By using the monoaminocarboxylic acids of the present invention, they can be stored, transported and used as powders, aqueous solutions or slurries which are stable for a long period of time without deterioration of purity or coloring due to decomposition of the components. I can do it. Further, when the monoaminocarboxylic acids of the present invention are used as a detergent builder, they have an effect of preventing the enzyme activity in the detergent component from decreasing.

──────────────────────────────────────────────────の Continued on the front page (51) Int.Cl. ⁶ Identification code FI C07C 309/13 C07C 309/13 309/17 309/17

Claims (2)

[Claims] 1. A monoaminocarboxylic acid represented by the following general formula [1], wherein the total amount of a nitrile compound and an amide compound is adjusted to 2% or less based on the monoaminocarboxylic acid. (Wherein, R ¹ is hydrogen or an unsubstituted or substituted hydrocarbon group having 1 to 10 carbon atoms, and the substituents are —OH, —CO ₂ M
And at least one selected from the group consisting of -SO ₃ M. R ² and R ³ are hydrogen or one having 1 carbon atom
~ 8 represents an unsubstituted or substituted hydrocarbon group, wherein the substituent is
-OH, at least one selected from the group consisting of -CO ₂ M and -SO ₃ M. R ⁴ is hydrogen, -OH,-
CO represents at least one selected from ₂ M and the group consisting of -SO ₃ M. R ¹ and R ² may form a ring together.
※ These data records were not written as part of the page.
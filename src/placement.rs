//! Placement data model: one decorative instance inside a chunk.

use serde::{Deserialize, Serialize};

use crate::density::Rgba;
use crate::math::Vec2;

/// One instance's offset, scale and tint within its chunk.
#[derive(Clone, Copy, Debug, PartialEq, Serialize, Deserialize)]
pub struct Placement {
    /// Offset from the chunk's world origin, in [0, chunk_size) per
    /// axis.
    pub local_offset: Vec2,
    /// Fixed vertical lift above the ground plane.
    pub height_offset: f32,
    /// Uniform instance scale.
    pub scale: f32,
    /// Tint: red varies in [0, 1], green 1.0, blue 0.0, alpha 1.0.
    pub color: Rgba,
}

/// Render-ready transform for one instance: uniform scale applied
/// before translation, so the local offset itself is never scaled.
#[derive(Clone, Copy, Debug, PartialEq, Serialize, Deserialize)]
pub struct InstanceTransform {
    pub translation: [f32; 3],
    pub scale: f32,
}

impl InstanceTransform {
    /// Identity transform; the default for slots whose draw was
    /// rejected.
    pub const IDENTITY: InstanceTransform = InstanceTransform {
        translation: [0.0; 3],
        scale: 1.0,
    };
}

impl Placement {
    /// World position of this placement on the horizontal plane.
    pub fn world_position(&self, chunk_origin: Vec2) -> Vec2 {
        chunk_origin.add(self.local_offset)
    }

    /// Full instance transform for this placement.
    pub fn instance_transform(&self, chunk_origin: Vec2) -> InstanceTransform {
        let pos = self.world_position(chunk_origin);
        InstanceTransform {
            translation: [pos.x, self.height_offset, pos.z],
            scale: self.scale,
        }
    }
}
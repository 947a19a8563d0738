//! Horizontal world-space math and chunk coordinate indexing.
//!
//! The scatter system works on the horizontal x/z plane; vertical
//! placement is a fixed height offset applied per instance.

use serde::{Deserialize, Serialize};

use crate::grid::ChunkCoord;

/// A horizontal world-space vector (x/z plane).
#[derive(Clone, Copy, Debug, PartialEq, Serialize, Deserialize)]
pub struct Vec2 {
    pub x: f32,
    pub z: f32,
}

impl Vec2 {
    pub const ZERO: Vec2 = Vec2 { x: 0.0, z: 0.0 };

    pub fn new(x: f32, z: f32) -> Self {
        Vec2 { x, z }
    }

    pub fn add(self, other: Vec2) -> Vec2 {
        Vec2::new(self.x + other.x, self.z + other.z)
    }
}

/// Axis-aligned world-space bounds of the level surface.
#[derive(Clone, Copy, Debug, PartialEq)]
pub struct WorldBounds {
    /// Minimum corner (x, y, z).
    pub origin: [f32; 3],
    /// Extent along each axis (x, y, z).
    pub size: [f32; 3],
}

impl WorldBounds {
    pub fn new(origin: [f32; 3], size: [f32; 3]) -> Self {
        WorldBounds { origin, size }
    }

    /// Bounds spanning `width` x `depth` on the ground plane.
    pub fn flat(width: f32, depth: f32) -> Self {
        WorldBounds {
            origin: [0.0; 3],
            size: [width, 0.0, depth],
        }
    }

    /// Horizontal extents (width along x, depth along z).
    pub fn horizontal_size(&self) -> (f32, f32) {
        (self.size[0], self.size[2])
    }
}

/// Map a world position to the chunk coordinate used for proximity
/// lookups.
///
/// Uses ceiling division per axis. Grid generation iterates 0-based
/// cells instead (see `ChunkGrid::generate`); the two conventions are
/// intentionally asymmetric and together define which chunks count as
/// "near" a position. Do not change either without changing both
/// consumers.
pub fn chunk_coord_at(world_pos: Vec2, world_offset: Vec2, chunk_size: f32) -> ChunkCoord {
    let cx = ((world_pos.x + world_offset.x) / chunk_size).ceil() as i32;
    let cz = ((world_pos.z + world_offset.z) / chunk_size).ceil() as i32;
    ChunkCoord::new(cx, cz)
}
M represents hydrogen, an alkali metal, an alkaline earth metal, a heavy metal, or an ammonium group. ) 2. The monoaminocarboxylic acids are aspartic acid-N-monoacetic acid, aspartic acid-N, N-diacetic acid, aspartic acid-N-monopropionic acid, S-aspartic acid-N-monoacetic acid, S- Aspartic acid-N, N-diacetic acid, S-aspartic acid-N-monopropionic acid, taurine-N, N-diacetic acid, anthranilic acid-N, N-diacetic acid, N-methyliminodiacetic acid, 2-hydroxyethyl Iminodiacetic acid, 2,2′-dimethylnitrilotriacetic acid, sulfanilic acid-N, N-diacetate, phenylalanine-N,
N-diacetate, glutamic acid-N, N-diacetate, serine-
At least one selected from N, N-diacetate, isoserine-N, N-diacetate, α-alanine-N, N-diacetate, β-alanine-N, N-diacetate and salts thereof A method for storing monoaminocarboxylic acids according to claim 1.